Exercise instructions: Among the entries below, find each line with "foreign" and show it.

Input data:

//! Container loading, props and viewer-dependent fields.

use optimistic_rust::domain::{Company, Job, Post};
use optimistic_rust::view::{CompanyHeader, JobCard, PostCard};
use optimistic_rust::{
    AppContext, AppError, ErrorKind, InMemoryRemote, InMemoryResourceCache, Method, RemoteError,
    ResourceCache, Session, ToastBuffer,
};
use serde_json::json;
use std::sync::Arc;

use crate::support::{context, init_logger, post};

#[tokio::test]
async fn load_fetches_once_then_serves_cache() {
    let remote = InMemoryRemote::new().route(Method::Get, "/posts/p1", |_| {
        Ok(json!({ "id": "p1", "authorId": "viewer", "numReacts": 3 }))
    });
    let toasts = ToastBuffer::new();
    let ctx = context(remote.clone(), &toasts);

    let card = PostCard::load(&ctx, "p1").await.unwrap().unwrap();
    let props = card.props().unwrap();
    assert_eq!(props.num_reacts, 3);
    assert!(props.viewer_is_author);

    let again = PostCard::load(&ctx, "p1").await.unwrap().unwrap();
    assert_eq!(again.props().unwrap().post.id, "p1");
    assert_eq!(remote.call_count(Method::Get, "/posts/p1"), 1);
}

#[tokio::test]
async fn failed_load_is_a_fetch_error_until_retried() {
    let remote = InMemoryRemote::new().route(Method::Get, "/jobs/j1", |_| {
        Err(RemoteError::with_status(500, "jobs service down"))
    });
    let toasts = ToastBuffer::new();
    let ctx = context(remote.clone(), &toasts);

    let err = JobCard::load(&ctx, "j1").await.err().unwrap();
    assert_eq!(err.kind(), ErrorKind::Fetch);
    assert_eq!(err.status_code(), 500);

    // Recorded failure: no automatic refetch.
    let err = JobCard::load(&ctx, "j1").await.err().unwrap();
    assert_eq!(err.kind(), ErrorKind::Fetch);
    assert_eq!(remote.call_count(Method::Get, "/jobs/j1"), 1);

    let retried = ctx.query().retry::<Job>("j1").await;
    assert!(retried.is_failed());
    assert_eq!(remote.call_count(Method::Get, "/jobs/j1"), 2);
}

#[tokio::test]
async fn job_apply_and_withdraw() {
    let remote = InMemoryRemote::new()
        .route(Method::Post, "/jobs/apply", |_| Ok(json!({ "ok": true })))
        .route(Method::Delete, "/jobs/j1/apply", |_| {
            Err(RemoteError::with_status(409, "application already reviewed"))
        });
    let toasts = ToastBuffer::new();
    let ctx = context(remote.clone(), &toasts);
    let card = JobCard::new(&ctx, Job::new("j1", "acme"));

    card.apply().await.unwrap();
    let props = card.props().unwrap();
    assert!(props.is_applied);
    assert_eq!(props.num_applicants, 1);
    assert!(!props.viewer_is_poster);

    card.withdraw().await.unwrap();
    let props = card.props().unwrap();
    assert!(props.is_applied);
    assert_eq!(props.num_applicants, 1);
    assert_eq!(props.error.as_deref(), Some("application already reviewed"));
    assert_eq!(toasts.errors().len(), 1);
}

#[tokio::test]
async fn reporting_reverts_on_error_too() {
    let remote = InMemoryRemote::new().route(Method::Post, "/jobs/j1/report", |_| {
        Err(RemoteError::with_status(500, "report failed"))
    });
    let toasts = ToastBuffer::new();
    let ctx = context(remote, &toasts);
    let card = JobCard::new(&ctx, Job::new("j1", "acme"));

    card.toggle_report().await.unwrap();
    assert!(!card.props().unwrap().is_reported);
}

#[tokio::test]
async fn owner_sees_owner_props() {
    init_logger();
    let toasts = ToastBuffer::new();
    let ctx = AppContext::new(
        Session::for_viewer("u7"),
        InMemoryResourceCache::new(),
        InMemoryRemote::new(),
        Arc::new(toasts),
    );

    let company = Company {
        owner_id: Some("u7".into()),
        ..Company::new("acme", "Acme")
    };
    assert!(CompanyHeader::new(&ctx, company).props().unwrap().viewer_is_owner);

    let job = Job {
        poster_id: Some("someone-else".into()),
        ..Job::new("j1", "acme")
    };
    assert!(!JobCard::new(&ctx, job).props().unwrap().viewer_is_poster);
}

#[tokio::test]
async fn only_author_deletes_post() {
    let remote = InMemoryRemote::new().route(Method::Delete, "/posts/p1", |_| Ok(json!({})));
    let toasts = ToastBuffer::new();
    let ctx = context(remote.clone(), &toasts);

    let foreign = PostCard::new(&ctx, post());
    let err = foreign.delete().await.unwrap_err();
    assert_eq!(err.kind(), ErrorKind::Validation);
    assert_eq!(remote.calls().len(), 0);

    let own = Post::new("p1", "viewer");
    ctx.cache().put(&own).unwrap();
    let card = PostCard::new(&ctx, own);
    card.delete().await.unwrap();
    assert!(ctx.cache().get::<Post>("p1").unwrap().snapshot().is_none());
    assert!(matches!(card.toggle_save().await, Err(AppError::Store(_))));
}

#[tokio::test]
async fn following_author_invalidates_their_other_posts() {
    let remote = InMemoryRemote::new().route(Method::Post, "/users/author/follow", |_| {
        Ok(json!({ "ok": true }))
    });
    let toasts = ToastBuffer::new();
    let ctx = context(remote.clone(), &toasts);
    let other = Post::new("p2", "author");
    ctx.cache().put(&post()).unwrap();
    ctx.cache().put(&other).unwrap();
    ctx.cache().put(&Company::new("c1", "Acme")).unwrap();

    let card = PostCard::new(&ctx, post());
    card.toggle_follow_author().await.unwrap();

    assert!(card.props().unwrap().post.is_author_followed);
    assert!(ctx.cache().get::<Post>("p1").unwrap().is_stale());
    assert!(ctx.cache().get::<Post>("p2").unwrap().is_stale());
    assert!(ctx.cache().get::<Company>("c1").unwrap().is_fresh());
    assert_eq!(remote.call_count(Method::Post, "/users/author/follow"), 1);
}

Expected answer:
    let foreign = PostCard::new(&ctx, post());
    let err = foreign.delete().await.unwrap_err();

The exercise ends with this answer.